Siwash Rock is a rock outcropping in Vancouver, British Columbia, Canada's Stanley Park. A legend among the Indigenous Squamish people surrounds the rock. It is between  tall. It became known to mariners as Nine Pin Rock for its resemblance to a bowling pin.

Geology 
About 32 million years ago, a volcanic dike formed in the sedimentary rock that forms the foundation of the park (sandstone and mudstone). Magma was forced to the surface through a fissure in the Earth's crust creating the basalt stack, which is more resistant to erosion than the softer sandstone cliffs.
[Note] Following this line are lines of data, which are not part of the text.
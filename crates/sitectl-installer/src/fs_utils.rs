use std::fs;
use std::io;
use std::path::Path;

pub fn remove_file_if_exists(path: &Path) -> io::Result<bool> {
    match fs::remove_file(path) {
        Ok(()) => Ok(true),
        Err(err) if err.kind() == io::ErrorKind::NotFound => Ok(false),
        Err(err) => Err(err),
    }
}

/// Removes a directory tree, a file, or a symlink (without following it).
pub fn remove_path_if_exists(path: &Path) -> io::Result<bool> {
    let metadata = match fs::symlink_metadata(path) {
        Ok(metadata) => metadata,
        Err(err) if err.kind() == io::ErrorKind::NotFound => return Ok(false),
        Err(err) => return Err(err),
    };
    if metadata.is_dir() {
        fs::remove_dir_all(path)?;
    } else {
        fs::remove_file(path)?;
    }
    Ok(true)
}
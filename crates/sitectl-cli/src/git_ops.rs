use std::fs;
use std::path::{Path, PathBuf};
use std::process::Command;

use anyhow::{Context, Result};
use sitectl_core::repository_basename;
use sitectl_upgrade::SourceControl;

pub(crate) fn base_git_command() -> Command {
    let mut command = Command::new("git");
    command
        .arg("-c")
        .arg("core.autocrlf=false")
        .arg("-c")
        .arg("core.eol=lf");
    command
}

pub(crate) fn run_git_command(repo_root: &Path, args: &[&str]) -> Result<()> {
    git_output(repo_root, args).map(|_| ())
}

pub(crate) fn git_output(repo_root: &Path, args: &[&str]) -> Result<String> {
    let output = base_git_command()
        .args(args)
        .current_dir(repo_root)
        .output()
        .with_context(|| {
            format!(
                "failed launching git {} in {}",
                args.join(" "),
                repo_root.display()
            )
        })?;
    if !output.status.success() {
        anyhow::bail!(
            "git {} failed in {}: {}",
            args.join(" "),
            repo_root.display(),
            String::from_utf8_lossy(&output.stderr).trim()
        );
    }
    String::from_utf8(output.stdout).context("git produced non-UTF-8 output")
}

/// Swaps the repository name at the end of a remote URL, keeping host, path, and suffix.
pub(crate) fn swap_repository(url: &str, repository: &str) -> String {
    let current = repository_basename(url);
    if current.is_empty() || current == repository {
        return url.to_string();
    }
    match url.rfind(current) {
        Some(index) => format!(
            "{}{}{}",
            &url[..index],
            repository,
            &url[index + current.len()..]
        ),
        None => url.to_string(),
    }
}

/// `git config --get-regexp` output for submodule paths, one path per line.
pub(crate) fn parse_submodule_paths(raw: &str) -> Vec<String> {
    raw.lines()
        .filter_map(|line| line.split_once(char::is_whitespace))
        .filter(|(key, _)| key.starts_with("submodule.") && key.ends_with(".path"))
        .map(|(_, path)| path.trim().to_string())
        .filter(|path| !path.is_empty())
        .collect()
}

/// The site's code checkout, driven through the git binary.
#[derive(Debug, Clone)]
pub(crate) struct GitCheckout {
    dirroot: PathBuf,
}

impl GitCheckout {
    pub(crate) fn new(dirroot: impl Into<PathBuf>) -> Self {
        Self {
            dirroot: dirroot.into(),
        }
    }

    fn remote_url(&self) -> Result<String> {
        Ok(git_output(&self.dirroot, &["config", "--get", "remote.origin.url"])
            .context("checkout has no origin remote")?
            .trim()
            .to_string())
    }
}

impl SourceControl for GitCheckout {
    fn current_branch(&self) -> Result<String> {
        Ok(git_output(&self.dirroot, &["rev-parse", "--abbrev-ref", "HEAD"])?
            .trim()
            .to_string())
    }

    fn current_repository(&self) -> Result<String> {
        self.remote_url()
    }

    fn change_to(&self, branch: &str, repository: &str) -> Result<()> {
        let url = self.remote_url()?;
        let target = swap_repository(&url, repository);
        if target != url {
            tracing::info!(from = %url, to = %target, "switching origin repository");
            run_git_command(&self.dirroot, &["remote", "set-url", "origin", target.as_str()])?;
        }
        run_git_command(&self.dirroot, &["fetch", "--prune", "origin"])?;
        run_git_command(&self.dirroot, &["checkout", branch])?;
        run_git_command(&self.dirroot, &["pull", "--ff-only", "origin", branch])?;
        if self.dirroot.join(".gitmodules").is_file() {
            run_git_command(
                &self.dirroot,
                &["submodule", "update", "--init", "--recursive"],
            )?;
        }
        Ok(())
    }

    fn list_modular_components(&self) -> Result<Vec<String>> {
        if !self.dirroot.join(".gitmodules").is_file() {
            return Ok(Vec::new());
        }
        let raw = git_output(
            &self.dirroot,
            &["config", "--file", ".gitmodules", "--get-regexp", "path"],
        )?;
        Ok(parse_submodule_paths(&raw))
    }

    fn remove_modular_components(&self) -> Result<()> {
        let paths = self.list_modular_components()?;
        if paths.is_empty() {
            return Ok(());
        }
        run_git_command(&self.dirroot, &["submodule", "deinit", "--force", "--all"])?;
        for path in &paths {
            run_git_command(&self.dirroot, &["rm", "-q", "-f", "--", path.as_str()])?;
        }
        let modules = self.dirroot.join(".git").join("modules");
        if modules.is_dir() {
            fs::remove_dir_all(&modules)
                .with_context(|| format!("failed to remove {}", modules.display()))?;
        }
        tracing::info!(count = paths.len(), "removed submodules");
        Ok(())
    }

    fn is_working_tree_clean(&self, path: &Path) -> Result<bool> {
        let status = git_output(&self.dirroot.join(path), &["status", "--porcelain"])?;
        Ok(status.trim().is_empty())
    }

    fn status_snapshot(&self, path: &Path) -> Result<String> {
        let root = self.dirroot.join(path);
        let status = git_output(&root, &["status"])?;
        let diff = git_output(&root, &["diff"])?;
        Ok(format!("{status}\n{diff}"))
    }

    fn restore_paths(&self, paths: &[PathBuf]) -> Result<()> {
        if paths.is_empty() {
            return Ok(());
        }
        let rendered = paths
            .iter()
            .map(|path| path.to_string_lossy().into_owned())
            .collect::<Vec<_>>();
        let mut args = vec!["checkout", "HEAD", "--"];
        args.extend(rendered.iter().map(String::as_str));
        run_git_command(&self.dirroot, &args)
    }
}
Siwash Rock is the only such sea stack in the Vancouver area.

Name 

The Squamish name for the rock is Slhx̱i7lsh.  This name refers to the story of a man transformed by X̱aays. The hole in the rock is where Slhx̱i7lsh kept his fishing tackle, according to Andrew Paull. In Legends of Vancouver, poet Pauline Johnson relates a Squamish legend of how a man was transformed into Siwash Rock "as an indestructible monument to Clean Fatherhood." A plaque near the rock (pictured) states that it is "Skalsh the unselfish", who was transformed by "Q'uas the transformer" as a reward for unselfishness.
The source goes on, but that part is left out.